**ASSIGNMENT:** Once the line containing "filename crates/gpgcfg-cli/src/table.rs" has been printed, stop; print every line before it exactly, starting at the top of the material below.

▬▬▬▬▬▬▬▬▬▬

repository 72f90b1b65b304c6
mod defaults;
mod resolve;
mod types;
mod util;

pub use self::defaults::parse_human_duration;
pub use self::resolve::{
    default_config_search_paths, load_resolved, load_settings, minimal_config_template,
    parse_settings, resolve_config_path, ConfigSource, CONFIG_ENV_VAR,
};
pub use self::types::ToolSettings;
pub use self::util::expand_tilde;
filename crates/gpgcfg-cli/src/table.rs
use std::io::IsTerminal;

use comfy_table::{presets::NOTHING, Attribute, Cell, ContentArrangement, Table};

/// How tables are rendered on stdout.
#[derive(Clone, Copy, Debug, PartialEq, Eq)]
pub(crate) struct CliTableTheme {
    /// Bold header and key cells.
    pub use_color: bool,
    /// Wrap long descriptions at the terminal width.
    pub wrap: bool,
}

impl CliTableTheme {
    pub(crate) fn detect() -> Self {
        let is_tty = std::io::stdout().is_terminal();
        let no_color = std::env::var_os("NO_COLOR").is_some();
        resolve_table_theme(is_tty, no_color)
    }

    pub(crate) fn new_data_table(self, headers: &[&str]) -> Table {
        let mut table = self.base_table();
        table.set_header(headers.iter().map(|h| self.emphasis(h)).collect::<Vec<_>>());
        table
    }

    pub(crate) fn new_kv_table(self) -> Table {
        self.base_table()
    }

    fn base_table(self) -> Table {
        let mut table = Table::new();
        table.load_preset(NOTHING);
        if self.wrap {
            table.set_content_arrangement(ContentArrangement::Dynamic);
        }
        table
    }

    fn emphasis(self, text: &str) -> Cell {
        let cell = Cell::new(text);
        if self.use_color {
            cell.add_attribute(Attribute::Bold)
        } else {
            cell
        }
    }
}

fn resolve_table_theme(is_tty: bool, no_color: bool) -> CliTableTheme {
    CliTableTheme {
        use_color: is_tty && !no_color,
        wrap: is_tty,
    }
}

pub(crate) fn add_kv_row(table: &mut Table, theme: CliTableTheme, key: &str, value: impl ToString) {
    table.add_row(vec![theme.emphasis(key), Cell::new(value.to_string())]);
}
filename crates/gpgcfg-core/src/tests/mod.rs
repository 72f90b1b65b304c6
mod registry;
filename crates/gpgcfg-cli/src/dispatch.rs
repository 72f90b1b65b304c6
use comfy_table::Cell;
use serde::Serialize;

use gpgcfg_core::config::ToolSettings;
use gpgcfg_core::model::{ArgType, Component, ConfigValue, Entry, Level};
use gpgcfg_core::{CryptoConfig, GpgCfgError, GpgConfTool, ProcessGpgConf};

use crate::cli::Commands;
use crate::table::{add_kv_row, CliTableTheme};

type CmdResult = Result<(), Box<dyn std::error::Error>>;

pub(crate) fn dispatch_command(cmd: &Commands, settings: &ToolSettings) -> CmdResult {
    let tool = ProcessGpgConf::from_settings(settings);
    tracing::debug!("using gpgconf at {}", tool.program().display());
    let mut config = CryptoConfig::new(tool);
    let theme = CliTableTheme::detect();

    match cmd {
        Commands::Components => run_components(&mut config, theme),
        Commands::Options { component, json } => {
            run_options(&mut config, theme, component, *json)
        }
        Commands::Get {
            component,
            option,
            details,
        } => run_get(&mut config, theme, component, option, *details),
        Commands::Set {
            component,
            option,
            value,
            no_runtime,
        } => {
            let runtime = settings.runtime && !no_runtime;
            run_set(&mut config, component, option, value, runtime)
        }
        Commands::Reset {
            component,
            option,
            no_runtime,
        } => {
            let runtime = settings.runtime && !no_runtime;
            run_reset(&mut config, component, option, runtime)
        }
        // handled before settings are loaded
        Commands::Config { .. } => Ok(()),
    }
}

fn run_components<T: GpgConfTool>(config: &mut CryptoConfig<T>, theme: CliTableTheme) -> CmdResult {
    let summaries = config.component_summaries()?;
    if summaries.is_empty() {
        println!("No components.");
        return Ok(());
    }

    let mut table = theme.new_data_table(&["Component", "Description"]);
    for (name, description) in summaries {
        table.add_row(vec![Cell::new(name), Cell::new(description)]);
    }
    println!("{table}");
    Ok(())
}

fn run_options<T: GpgConfTool>(
    config: &mut CryptoConfig<T>,
    theme: CliTableTheme,
    component: &str,
    json: bool,
) -> CmdResult {
    let component = lookup_component(config, component)?;

    if json {
        println!("{}", serde_json::to_string_pretty(&ComponentView::new(component))?);
        return Ok(());
    }

    let mut table = theme.new_data_table(&["Group", "Option", "Type", "Level", "Flags", "Value", "Default"]);
    for group in component.groups() {
        for entry in group.entries() {
            table.add_row(vec![
                Cell::new(group.name()),
                Cell::new(entry.name()),
                Cell::new(type_label(entry)),
                Cell::new(entry.level()),
                Cell::new(flag_labels(entry).join(",")),
                Cell::new(if entry.is_set() { entry.string_value() } else { String::new() }),
                Cell::new(display_value(entry, entry.default_value())),
            ]);
        }
    }
    println!("{table}");
    Ok(())
}

fn run_get<T: GpgConfTool>(
    config: &mut CryptoConfig<T>,
    theme: CliTableTheme,
    component: &str,
    option: &str,
    details: bool,
) -> CmdResult {
    let entry = lookup_entry(config, component, option)?;
    if details {
        println!("{}", entry_details(theme, entry));
    } else {
        println!("{}", entry.string_value());
    }
    Ok(())
}

fn run_set<T: GpgConfTool>(
    config: &mut CryptoConfig<T>,
    component: &str,
    option: &str,
    value: &str,
    runtime: bool,
) -> CmdResult {
    let entry = lookup_entry_mut(config, component, option)?;
    check_writable(entry)?;
    check_value(entry, value)?;
    entry.set_string_value(value);
    let path = entry.path().to_string();

    config.sync(runtime)?;
    tracing::info!("{path} updated");
    Ok(())
}

fn run_reset<T: GpgConfTool>(
    config: &mut CryptoConfig<T>,
    component: &str,
    option: &str,
    runtime: bool,
) -> CmdResult {
    let entry = lookup_entry_mut(config, component, option)?;
    check_writable(entry)?;
    entry.reset_to_default();
    let path = entry.path().to_string();

    config.sync(runtime)?;
    tracing::info!("{path} reset to default");
    Ok(())
}

/// Resolve a component, surfacing gpgconf failures instead of reporting
/// every name as unknown.
fn lookup_component<'a, T: GpgConfTool>(
    config: &'a mut CryptoConfig<T>,
    component: &str,
) -> Result<&'a Component, GpgCfgError> {
    config.component_list()?;
    config
        .component(component)
        .ok_or_else(|| GpgCfgError::UnknownComponent(component.to_string()))
}

fn lookup_entry<'a, T: GpgConfTool>(
    config: &'a mut CryptoConfig<T>,
    component: &str,
    option: &str,
) -> Result<&'a Entry, GpgCfgError> {
    lookup_component(config, component)?
        .entry(option)
        .ok_or_else(|| GpgCfgError::UnknownEntry {
            component: component.to_string(),
            entry: option.to_string(),
        })
}

fn lookup_entry_mut<'a, T: GpgConfTool>(
    config: &'a mut CryptoConfig<T>,
    component: &str,
    option: &str,
) -> Result<&'a mut Entry, GpgCfgError> {
    lookup_component(config, component)?;
    config
        .entry_mut(component, option)
        .ok_or_else(|| GpgCfgError::UnknownEntry {
            component: component.to_string(),
            entry: option.to_string(),
        })
}

fn check_writable(entry: &Entry) -> Result<(), String> {
    if entry.is_read_only() {
        return Err(format!("option '{}' cannot be changed", entry.path()));
    }
    Ok(())
}

/// Reject numbers the library would otherwise log and replace by 0.
fn check_value(entry: &Entry, value: &str) -> Result<(), String> {
    let items: Vec<&str> = if entry.is_list() {
        if value.is_empty() {
            Vec::new()
        } else {
            value.split(',').collect()
        }
    } else {
        vec![value]
    };

    let bad = |item: &str, what: &str| {
        format!("invalid {what} '{item}' for option '{}'", entry.path())
    };
    match (entry.arg_type(), entry.is_list()) {
        (ArgType::Int, _) => {
            for item in items.iter().filter(|i| !i.is_empty()) {
                item.trim().parse::<i32>().map_err(|_| bad(item, "integer"))?;
            }
        }
        (ArgType::UInt, _) | (ArgType::None, true) => {
            for item in items.iter().filter(|i| !i.is_empty()) {
                item.trim()
                    .parse::<u32>()
                    .map_err(|_| bad(item, "unsigned integer"))?;
            }
        }
        (ArgType::None, false) => {
            if !matches!(value, "" | "0" | "1" | "true" | "false") {
                return Err(bad(value, "flag value (expected 0 or 1)"));
            }
        }
        _ => {}
    }
    Ok(())
}

fn type_label(entry: &Entry) -> String {
    if entry.is_list() {
        format!("{} list", entry.arg_type())
    } else {
        entry.arg_type().to_string()
    }
}

fn flag_labels(entry: &Entry) -> Vec<&'static str> {
    let mut labels = Vec::new();
    if entry.is_optional() {
        labels.push("optional");
    }
    if entry.is_runtime() {
        labels.push("runtime");
    }
    if entry.has_default() {
        labels.push("default");
    }
    if entry.is_read_only() {
        labels.push("read-only");
    }
    labels
}

fn display_value(entry: &Entry, value: &ConfigValue) -> String {
    match value {
        ConfigValue::Empty => String::new(),
        ConfigValue::Bool(b) => b.to_string(),
        ConfigValue::StringList(items) => items.join(","),
        ConfigValue::String(s) => s.clone(),
        other => gpgcfg_core::codec::encode_value(entry.arg_type(), entry.is_list(), other, false),
    }
}

#[derive(Serialize)]
struct ComponentView<'a> {
    name: &'a str,
    description: &'a str,
    groups: Vec<GroupView<'a>>,
}

#[derive(Serialize)]
struct GroupView<'a> {
    name: &'a str,
    description: &'a str,
    level: Level,
    options: Vec<EntryView<'a>>,
}

#[derive(Serialize)]
struct EntryView<'a> {
    name: &'a str,
    description: &'a str,
    #[serde(rename = "type")]
    arg_type: ArgType,
    level: Level,
    list: bool,
    flags: Vec<&'static str>,
    set: bool,
    value: &'a ConfigValue,
    default: &'a ConfigValue,
}

impl<'a> ComponentView<'a> {
    fn new(component: &'a Component) -> Self {
        ComponentView {
            name: component.name(),
            description: component.description(),
            groups: component
                .groups()
                .map(|group| GroupView {
                    name: group.name(),
                    description: group.description(),
                    level: group.level(),
                    options: group
                        .entries()
                        .map(|entry| EntryView {
                            name: entry.name(),
                            description: entry.description(),
                            arg_type: entry.arg_type(),
                            level: entry.level(),
                            list: entry.is_list(),
                            flags: flag_labels(entry),
                            set: entry.is_set(),
                            value: entry.value(),
                            default: entry.default_value(),
                        })
                        .collect(),
                })
                .collect(),
        }
    }
}

/// Key/value view of one option.
fn entry_details(theme: CliTableTheme, entry: &Entry) -> comfy_table::Table {
    let mut table = theme.new_kv_table();
    add_kv_row(&mut table, theme, "Option", entry.path());
    add_kv_row(&mut table, theme, "Description", entry.description());
    add_kv_row(&mut table, theme, "Type", type_label(entry));
    add_kv_row(&mut table, theme, "Level", entry.level());
    add_kv_row(&mut table, theme, "Flags", flag_labels(entry).join(","));
    add_kv_row(&mut table, theme, "Set", entry.is_set());
    add_kv_row(&mut table, theme, "Value", entry.string_value());
    add_kv_row(&mut table, theme, "Default", display_value(entry, entry.default_value()));
    table
}
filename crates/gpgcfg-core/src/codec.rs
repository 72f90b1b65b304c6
//! Conversion between gpgconf's text encoding of option values and
//! [`ConfigValue`].
//!
//! gpgconf does not really percent-encode. It only encodes `%`, `:` and `,`
//! and expects everything else to be UTF-8. String-like values additionally
//! carry a leading `"` on the wire, and list elements are separated by
//! unescaped commas.

use crate::model::{ArgType, ConfigValue};

/// Escape `%`, `:` and (optionally) `,` for a gpgconf field.
pub fn escape(input: &str, handle_comma: bool) -> String {
    let mut out = String::with_capacity(input.len());
    for c in input.chars() {
        match c {
            '%' => out.push_str("%25"),
            ':' => out.push_str("%3a"),
            ',' if handle_comma => out.push_str("%2c"),
            _ => out.push(c),
        }
    }
    out
}

/// Inverse of [`escape`]. Decodes in a single left-to-right pass, so
/// `%253a` becomes `%3a` and not `:`. Unknown `%` sequences are kept as is.
pub fn unescape(input: &str, handle_comma: bool) -> String {
    let mut out = String::with_capacity(input.len());
    let mut rest = input;
    while let Some(pos) = rest.find('%') {
        out.push_str(&rest[..pos]);
        let tail = &rest[pos..];
        let decoded = match tail.get(1..3) {
            Some("25") => Some('%'),
            Some(code) if code.eq_ignore_ascii_case("3a") => Some(':'),
            Some(code) if handle_comma && code.eq_ignore_ascii_case("2c") => Some(','),
            _ => None,
        };
        match decoded {
            Some(c) => {
                out.push(c);
                rest = &tail[3..];
            }
            None => {
                out.push('%');
                rest = &tail[1..];
            }
        }
    }
    out.push_str(rest);
    out
}

/// Escape a user, password or base-DN part of an LDAP server value.
///
/// These parts are escaped twice and without comma handling: the whole
/// server value gets escaped once more as an outer field, and an escaped `:`
/// is what separates the parts inside it.
pub fn urlpart_escape(input: &str) -> String {
    escape(&escape(input, false), false)
}

pub fn urlpart_unescape(input: &str) -> String {
    unescape(&unescape(input, false), false)
}

/// Decode one wire field (DEFAULT or VALUE) into a value.
///
/// With `unescape_wire` the string is taken as gpgconf emitted it: string
/// elements must start with `"` and are unescaped. Without it the text is
/// trusted as typed by a caller. Malformed input never fails; it is logged
/// and replaced by a fallback.
pub fn decode_value(
    name: &str,
    arg_type: ArgType,
    is_list: bool,
    input: &str,
    unescape_wire: bool,
) -> ConfigValue {
    if is_list {
        if arg_type == ArgType::None {
            return ConfigValue::Count(parse_number(name, input, "list-of-none count"));
        }
        if input.is_empty() {
            return empty_list(arg_type);
        }
        let items = input.split(',');
        return match arg_type {
            ArgType::Int => ConfigValue::IntList(
                items
                    .map(|item| parse_number(name, &maybe_unescape(item, unescape_wire), "int"))
                    .collect(),
            ),
            ArgType::UInt => ConfigValue::UIntList(
                items
                    .map(|item| parse_number(name, &maybe_unescape(item, unescape_wire), "uint"))
                    .collect(),
            ),
            _ => ConfigValue::StringList(
                items
                    .map(|item| decode_string(name, item, unescape_wire))
                    .collect(),
            ),
        };
    }

    match arg_type {
        ArgType::None => ConfigValue::Bool(parse_flag(input)),
        ArgType::Int | ArgType::UInt if input.is_empty() => ConfigValue::Empty,
        ArgType::Int => ConfigValue::Int(parse_number(
            name,
            &maybe_unescape(input, unescape_wire),
            "int",
        )),
        ArgType::UInt => ConfigValue::UInt(parse_number(
            name,
            &maybe_unescape(input, unescape_wire),
            "uint",
        )),
        // empty string means "not set"
        _ if input.is_empty() => ConfigValue::Empty,
        _ => ConfigValue::String(decode_string(name, input, unescape_wire)),
    }
}

/// Encode a value for the wire (`escape == true`) or for display.
pub fn encode_value(arg_type: ArgType, is_list: bool, value: &ConfigValue, escape_wire: bool) -> String {
    let quote = |s: &str| {
        if escape_wire {
            format!("\"{}", escape(s, true))
        } else {
            s.to_string()
        }
    };

    match value {
        ConfigValue::Empty => {
            if is_list && arg_type == ArgType::None {
                "0".to_string()
            } else {
                String::new()
            }
        }
        ConfigValue::Bool(b) => {
            if *b {
                "1".to_string()
            } else {
                String::new()
            }
        }
        ConfigValue::Count(n) => n.to_string(),
        ConfigValue::Int(i) => i.to_string(),
        ConfigValue::UInt(u) => u.to_string(),
        ConfigValue::String(s) => {
            if arg_type.is_string_like() {
                quote(s)
            } else {
                s.clone()
            }
        }
        ConfigValue::IntList(items) => join(items.iter().map(|i| i.to_string())),
        ConfigValue::UIntList(items) => join(items.iter().map(|u| u.to_string())),
        ConfigValue::StringList(items) => join(items.iter().map(|s| quote(s))),
    }
}

fn join(items: impl Iterator<Item = String>) -> String {
    items.collect::<Vec<_>>().join(",")
}

fn empty_list(arg_type: ArgType) -> ConfigValue {
    match arg_type {
        ArgType::Int => ConfigValue::IntList(Vec::new()),
        ArgType::UInt => ConfigValue::UIntList(Vec::new()),
        _ => ConfigValue::StringList(Vec::new()),
    }
}

fn maybe_unescape(input: &str, unescape_wire: bool) -> String {
    if unescape_wire {
        unescape(input, true)
    } else {
        input.to_string()
    }
}

fn decode_string(name: &str, input: &str, unescape_wire: bool) -> String {
    if !unescape_wire || input.is_empty() {
        return input.to_string();
    }
    let body = match input.strip_prefix('"') {
        Some(body) => body,
        None => {
            tracing::warn!("value of '{name}' should start with '\"': {input}");
            input
        }
    };
    unescape(body, true)
}

fn parse_flag(input: &str) -> bool {
    let trimmed = input.trim();
    !(trimmed.is_empty() || trimmed == "0" || trimmed.eq_ignore_ascii_case("false"))
}

fn parse_number<T>(name: &str, input: &str, what: &str) -> T
where
    T: std::str::FromStr + Default,
{
    let trimmed = input.trim();
    if trimmed.is_empty() {
        return T::default();
    }
    trimmed.parse().unwrap_or_else(|_| {
        tracing::warn!("malformed {what} value for '{name}': {input}");
        T::default()
    })
}

#[cfg(test)]
mod tests {
    use super::*;
    use crate::ldap::LdapServer;

    #[test]
    fn escape_handles_percent_colon_and_comma() {
        assert_eq!(escape("a%b:c,d", true), "a%25b%3ac%2cd");
        assert_eq!(escape("a%b:c,d", false), "a%25b%3ac,d");
    }

    #[test]
    fn unescape_is_single_pass() {
        assert_eq!(unescape("%253a", true), "%3a");
        assert_eq!(unescape(&escape("%3a", true), true), "%3a");
    }

    #[test]
    fn unescape_keeps_unknown_sequences() {
        assert_eq!(unescape("100%", true), "100%");
        assert_eq!(unescape("%zz%2C", true), "%zz,");
        assert_eq!(unescape("%2c", false), "%2c");
    }

    #[test]
    fn urlpart_escape_is_double_escape_without_comma() {
        assert_eq!(urlpart_escape("a:b,c"), "a%253ab,c");
        assert_eq!(urlpart_unescape("a%253ab,c"), "a:b,c");
    }

    #[test]
    fn string_value_needs_leading_quote() {
        let v = decode_value("x", ArgType::String, false, "\"hello%3aworld", true);
        assert_eq!(v, ConfigValue::String("hello:world".into()));

        // missing quote is logged and the text is used as is
        let v = decode_value("x", ArgType::String, false, "bare", true);
        assert_eq!(v, ConfigValue::String("bare".into()));
    }

    #[test]
    fn empty_string_is_not_set() {
        assert_eq!(
            decode_value("x", ArgType::Path, false, "", true),
            ConfigValue::Empty
        );
    }

    #[test]
    fn list_of_none_counts() {
        assert_eq!(
            decode_value("v", ArgType::None, true, "3", true),
            ConfigValue::Count(3)
        );
        assert_eq!(
            decode_value("v", ArgType::None, true, "", true),
            ConfigValue::Count(0)
        );
        assert_eq!(
            decode_value("v", ArgType::None, true, "many", true),
            ConfigValue::Count(0)
        );
    }

    #[test]
    fn malformed_numbers_fall_back_to_zero() {
        assert_eq!(
            decode_value("n", ArgType::Int, false, "12x", true),
            ConfigValue::Int(0)
        );
        assert_eq!(
            decode_value("n", ArgType::UInt, true, "1,-2,3", true),
            ConfigValue::UIntList(vec![1, 0, 3])
        );
    }

    #[test]
    fn string_list_keeps_empty_elements() {
        let v = decode_value("s", ArgType::String, true, "\"a,,\"b%2cc", true);
        assert_eq!(
            v,
            ConfigValue::StringList(vec!["a".into(), "".into(), "b,c".into()])
        );
    }

    #[test]
    fn encode_quotes_and_escapes_strings() {
        let v = ConfigValue::StringList(vec!["a,b".into(), "".into()]);
        assert_eq!(encode_value(ArgType::String, true, &v, true), "\"a%2cb,\"");
        assert_eq!(encode_value(ArgType::String, true, &v, false), "a,b,");
    }

    #[test]
    fn encode_flags() {
        assert_eq!(
            encode_value(ArgType::None, false, &ConfigValue::Bool(true), true),
            "1"
        );
        assert_eq!(
            encode_value(ArgType::None, false, &ConfigValue::Bool(false), true),
            ""
        );
        assert_eq!(
            encode_value(ArgType::None, true, &ConfigValue::Count(2), true),
            "2"
        );
    }

    #[test]
    fn ldap_base_dn_with_delimiters_survives_the_wire() {
        let server = LdapServer {
            host: "ldap.example.org".into(),
            port: Some(636),
            user: "cn=reader".into(),
            password: "pw".into(),
            base_dn: "ou=a:b,dc=x".into(),
        };
        let value = ConfigValue::StringList(vec![server.to_value()]);
        let wire = encode_value(ArgType::LdapUrl, true, &value, true);
        assert!(!wire.contains(','), "{wire}");

        let back = decode_value("ldapserver", ArgType::LdapUrl, true, &wire, true);
        let ConfigValue::StringList(items) = back else {
            panic!("expected a string list");
        };
        assert_eq!(items.len(), 1);
        assert_eq!(LdapServer::parse(&items[0]), Some(server));
    }

    #[test]
    fn round_trip_across_types() {
        let cases = [
            (ArgType::String, false, ConfigValue::String("50%: a,b".into())),
            (ArgType::String, false, ConfigValue::String(String::new())),
            (ArgType::Int, false, ConfigValue::Int(-42)),
            (ArgType::UInt, false, ConfigValue::UInt(4096)),
            (ArgType::Path, false, ConfigValue::String("/home/u/.gnupg/x:y".into())),
            (ArgType::None, false, ConfigValue::Bool(true)),
            (ArgType::None, true, ConfigValue::Count(5)),
            (ArgType::Int, true, ConfigValue::IntList(vec![-1, 0, 7])),
            (ArgType::UInt, true, ConfigValue::UIntList(vec![1, 2])),
            (
                ArgType::String,
                true,
                ConfigValue::StringList(vec!["%,".into(), "".into(), "x:y".into()]),
            ),
            (ArgType::Path, true, ConfigValue::StringList(vec!["/tmp/a".into()])),
            (ArgType::Int, true, ConfigValue::IntList(Vec::new())),
        ];

        for (arg_type, is_list, value) in cases {
            let wire = encode_value(arg_type, is_list, &value, true);
            let back = decode_value("rt", arg_type, is_list, &wire, true);
            assert_eq!(back, value, "{arg_type} list={is_list} wire={wire}");
        }
    }
}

▬▬▬▬▬▬▬▬▬▬

**RESPONSE BELOW:**
repository 72f90b1b65b304c6
mod defaults;
mod resolve;
mod types;
mod util;

pub use self::defaults::parse_human_duration;
pub use self::resolve::{
    default_config_search_paths, load_resolved, load_settings, minimal_config_template,
    parse_settings, resolve_config_path, ConfigSource, CONFIG_ENV_VAR,
};
pub use self::types::ToolSettings;
pub use self::util::expand_tilde;
filename crates/gpgcfg-cli/src/table.rs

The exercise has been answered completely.